- **Records to use**
-- -- --
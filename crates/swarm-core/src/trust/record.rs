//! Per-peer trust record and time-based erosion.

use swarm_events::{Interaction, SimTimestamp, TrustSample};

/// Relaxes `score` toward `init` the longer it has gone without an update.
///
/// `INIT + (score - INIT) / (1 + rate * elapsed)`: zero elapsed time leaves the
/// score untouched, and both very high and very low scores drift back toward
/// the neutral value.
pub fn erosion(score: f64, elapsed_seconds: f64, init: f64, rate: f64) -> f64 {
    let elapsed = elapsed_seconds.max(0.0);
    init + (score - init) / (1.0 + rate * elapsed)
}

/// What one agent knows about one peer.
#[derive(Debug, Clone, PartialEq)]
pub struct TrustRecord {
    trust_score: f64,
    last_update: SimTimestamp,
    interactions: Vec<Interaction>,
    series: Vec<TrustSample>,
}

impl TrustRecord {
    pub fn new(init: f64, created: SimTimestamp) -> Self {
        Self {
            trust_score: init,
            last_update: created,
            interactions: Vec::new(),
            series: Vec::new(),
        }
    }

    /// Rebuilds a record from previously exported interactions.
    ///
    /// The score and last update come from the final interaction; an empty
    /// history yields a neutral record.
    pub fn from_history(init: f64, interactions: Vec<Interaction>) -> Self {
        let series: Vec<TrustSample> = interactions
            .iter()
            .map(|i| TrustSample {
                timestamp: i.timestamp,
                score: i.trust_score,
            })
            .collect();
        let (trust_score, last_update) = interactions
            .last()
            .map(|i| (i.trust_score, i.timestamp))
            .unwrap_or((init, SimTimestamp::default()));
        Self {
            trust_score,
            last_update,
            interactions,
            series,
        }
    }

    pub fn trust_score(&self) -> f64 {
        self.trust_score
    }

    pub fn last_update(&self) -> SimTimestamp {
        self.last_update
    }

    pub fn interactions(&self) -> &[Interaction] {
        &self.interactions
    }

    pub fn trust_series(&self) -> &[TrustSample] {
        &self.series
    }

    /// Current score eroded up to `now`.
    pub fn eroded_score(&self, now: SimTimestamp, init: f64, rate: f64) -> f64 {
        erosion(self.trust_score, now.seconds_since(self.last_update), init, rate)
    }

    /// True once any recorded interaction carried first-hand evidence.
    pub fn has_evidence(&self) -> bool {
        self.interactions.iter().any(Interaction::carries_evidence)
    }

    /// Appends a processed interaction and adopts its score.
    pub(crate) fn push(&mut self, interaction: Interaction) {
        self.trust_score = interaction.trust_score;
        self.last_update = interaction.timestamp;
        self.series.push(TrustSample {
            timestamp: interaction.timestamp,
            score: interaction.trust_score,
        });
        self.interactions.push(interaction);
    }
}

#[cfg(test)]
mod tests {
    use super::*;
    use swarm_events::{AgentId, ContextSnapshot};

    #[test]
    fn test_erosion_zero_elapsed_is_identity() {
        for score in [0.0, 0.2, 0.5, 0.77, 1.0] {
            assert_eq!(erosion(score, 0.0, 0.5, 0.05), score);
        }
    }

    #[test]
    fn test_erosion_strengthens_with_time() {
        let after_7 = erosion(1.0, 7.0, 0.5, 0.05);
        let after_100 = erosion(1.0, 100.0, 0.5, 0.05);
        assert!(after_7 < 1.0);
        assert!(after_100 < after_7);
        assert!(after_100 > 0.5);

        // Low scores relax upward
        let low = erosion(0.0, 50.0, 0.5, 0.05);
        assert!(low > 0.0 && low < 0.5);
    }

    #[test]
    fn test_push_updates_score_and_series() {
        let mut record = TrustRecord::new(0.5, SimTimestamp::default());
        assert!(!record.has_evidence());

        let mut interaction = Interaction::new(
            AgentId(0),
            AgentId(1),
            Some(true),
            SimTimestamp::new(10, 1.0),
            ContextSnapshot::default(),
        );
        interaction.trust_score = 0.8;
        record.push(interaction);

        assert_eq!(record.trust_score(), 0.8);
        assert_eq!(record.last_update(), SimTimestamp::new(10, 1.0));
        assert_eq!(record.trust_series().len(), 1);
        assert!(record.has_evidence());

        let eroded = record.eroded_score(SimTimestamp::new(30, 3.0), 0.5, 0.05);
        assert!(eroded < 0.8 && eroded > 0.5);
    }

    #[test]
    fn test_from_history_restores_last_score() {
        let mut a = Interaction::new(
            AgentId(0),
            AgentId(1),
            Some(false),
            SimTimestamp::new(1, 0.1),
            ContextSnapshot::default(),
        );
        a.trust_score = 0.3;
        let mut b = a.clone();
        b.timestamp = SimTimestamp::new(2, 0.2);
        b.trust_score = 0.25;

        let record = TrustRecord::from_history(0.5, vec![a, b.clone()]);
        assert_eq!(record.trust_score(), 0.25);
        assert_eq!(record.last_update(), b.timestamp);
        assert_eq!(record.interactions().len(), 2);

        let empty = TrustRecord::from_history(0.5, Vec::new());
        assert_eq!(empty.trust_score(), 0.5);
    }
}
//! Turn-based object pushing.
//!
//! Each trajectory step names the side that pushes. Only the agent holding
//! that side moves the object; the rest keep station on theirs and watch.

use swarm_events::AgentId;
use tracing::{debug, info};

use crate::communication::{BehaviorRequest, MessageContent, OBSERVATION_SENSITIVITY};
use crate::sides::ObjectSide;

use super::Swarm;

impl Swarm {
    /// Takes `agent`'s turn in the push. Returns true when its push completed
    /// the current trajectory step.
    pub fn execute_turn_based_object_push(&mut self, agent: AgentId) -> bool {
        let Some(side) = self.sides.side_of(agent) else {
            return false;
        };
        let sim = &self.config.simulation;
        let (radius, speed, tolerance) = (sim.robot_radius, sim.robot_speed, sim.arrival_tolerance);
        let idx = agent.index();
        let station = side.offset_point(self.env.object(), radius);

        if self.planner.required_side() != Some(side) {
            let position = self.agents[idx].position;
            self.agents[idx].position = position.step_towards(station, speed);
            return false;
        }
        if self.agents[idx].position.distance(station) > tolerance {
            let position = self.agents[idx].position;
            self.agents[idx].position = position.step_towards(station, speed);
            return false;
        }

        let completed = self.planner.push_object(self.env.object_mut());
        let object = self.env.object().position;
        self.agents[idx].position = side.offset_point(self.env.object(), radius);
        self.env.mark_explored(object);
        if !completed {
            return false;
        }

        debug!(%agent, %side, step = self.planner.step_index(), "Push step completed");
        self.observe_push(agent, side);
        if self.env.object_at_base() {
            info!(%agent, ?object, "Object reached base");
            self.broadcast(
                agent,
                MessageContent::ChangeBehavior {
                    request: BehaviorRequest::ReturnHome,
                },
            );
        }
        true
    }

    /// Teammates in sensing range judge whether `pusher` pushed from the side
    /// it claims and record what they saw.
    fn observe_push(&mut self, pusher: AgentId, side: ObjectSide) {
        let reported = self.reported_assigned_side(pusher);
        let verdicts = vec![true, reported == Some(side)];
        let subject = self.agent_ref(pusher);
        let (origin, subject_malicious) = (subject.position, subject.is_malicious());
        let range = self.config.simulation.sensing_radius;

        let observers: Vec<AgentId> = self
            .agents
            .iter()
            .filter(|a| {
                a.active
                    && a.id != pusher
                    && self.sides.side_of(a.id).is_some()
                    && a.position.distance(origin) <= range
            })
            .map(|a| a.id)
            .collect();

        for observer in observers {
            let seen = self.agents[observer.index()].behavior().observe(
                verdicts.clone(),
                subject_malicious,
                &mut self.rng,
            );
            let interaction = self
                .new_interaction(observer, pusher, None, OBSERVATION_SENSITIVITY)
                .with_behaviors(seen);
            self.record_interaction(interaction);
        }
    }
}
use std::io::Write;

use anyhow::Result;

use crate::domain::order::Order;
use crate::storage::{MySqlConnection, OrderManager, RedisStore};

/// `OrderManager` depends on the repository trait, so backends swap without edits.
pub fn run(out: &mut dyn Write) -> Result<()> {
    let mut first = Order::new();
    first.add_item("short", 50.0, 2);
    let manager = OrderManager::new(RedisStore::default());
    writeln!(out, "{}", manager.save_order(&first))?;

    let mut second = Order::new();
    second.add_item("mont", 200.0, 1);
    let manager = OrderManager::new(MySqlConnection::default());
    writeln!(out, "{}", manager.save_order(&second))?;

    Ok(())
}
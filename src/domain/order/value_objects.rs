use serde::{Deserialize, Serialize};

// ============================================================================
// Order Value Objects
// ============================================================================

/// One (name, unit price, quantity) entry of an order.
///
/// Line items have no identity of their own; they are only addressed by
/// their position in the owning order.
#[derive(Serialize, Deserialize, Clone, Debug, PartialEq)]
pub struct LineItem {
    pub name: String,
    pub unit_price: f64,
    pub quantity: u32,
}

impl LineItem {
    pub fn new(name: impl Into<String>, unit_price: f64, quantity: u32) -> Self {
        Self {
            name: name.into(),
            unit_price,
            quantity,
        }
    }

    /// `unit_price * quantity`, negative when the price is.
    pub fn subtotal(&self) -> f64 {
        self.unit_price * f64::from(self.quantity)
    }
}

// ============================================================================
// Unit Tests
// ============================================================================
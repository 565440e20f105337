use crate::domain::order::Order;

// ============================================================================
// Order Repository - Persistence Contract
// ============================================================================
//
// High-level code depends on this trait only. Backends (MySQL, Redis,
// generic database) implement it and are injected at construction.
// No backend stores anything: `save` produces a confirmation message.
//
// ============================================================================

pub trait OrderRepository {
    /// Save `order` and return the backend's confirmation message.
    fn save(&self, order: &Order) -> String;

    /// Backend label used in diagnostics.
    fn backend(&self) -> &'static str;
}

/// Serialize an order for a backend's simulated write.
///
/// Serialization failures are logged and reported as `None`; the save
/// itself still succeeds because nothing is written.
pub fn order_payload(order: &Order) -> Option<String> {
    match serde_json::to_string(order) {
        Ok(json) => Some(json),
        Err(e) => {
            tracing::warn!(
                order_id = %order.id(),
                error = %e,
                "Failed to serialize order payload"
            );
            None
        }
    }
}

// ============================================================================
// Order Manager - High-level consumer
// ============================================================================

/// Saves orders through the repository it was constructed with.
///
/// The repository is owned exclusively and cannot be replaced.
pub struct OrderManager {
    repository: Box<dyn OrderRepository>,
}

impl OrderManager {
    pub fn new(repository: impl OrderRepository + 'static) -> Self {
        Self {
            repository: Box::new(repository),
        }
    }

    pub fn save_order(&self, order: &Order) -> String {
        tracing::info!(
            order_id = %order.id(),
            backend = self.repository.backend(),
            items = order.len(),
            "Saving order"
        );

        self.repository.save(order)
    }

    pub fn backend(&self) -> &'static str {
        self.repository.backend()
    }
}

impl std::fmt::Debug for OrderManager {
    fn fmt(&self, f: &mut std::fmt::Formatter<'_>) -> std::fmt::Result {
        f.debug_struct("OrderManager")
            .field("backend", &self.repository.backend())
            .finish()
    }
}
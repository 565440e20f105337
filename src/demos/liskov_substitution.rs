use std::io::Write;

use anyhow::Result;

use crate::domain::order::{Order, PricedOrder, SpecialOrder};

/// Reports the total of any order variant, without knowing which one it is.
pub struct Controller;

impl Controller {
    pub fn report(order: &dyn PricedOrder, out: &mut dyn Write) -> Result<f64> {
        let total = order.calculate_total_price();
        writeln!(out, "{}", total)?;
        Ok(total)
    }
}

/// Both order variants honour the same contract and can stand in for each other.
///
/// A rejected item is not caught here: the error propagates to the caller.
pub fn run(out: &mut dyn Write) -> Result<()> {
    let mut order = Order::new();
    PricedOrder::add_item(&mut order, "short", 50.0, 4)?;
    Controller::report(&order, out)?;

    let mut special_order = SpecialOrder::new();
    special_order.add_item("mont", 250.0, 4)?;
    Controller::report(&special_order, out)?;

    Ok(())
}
-- -- --
- **Work instruction**
When the word "OrderRepository" shows up in a line of the entries, report that line.

- **Reply**
pub trait OrderRepository {
    repository: Box<dyn OrderRepository>,
    pub fn new(repository: impl OrderRepository + 'static) -> Self {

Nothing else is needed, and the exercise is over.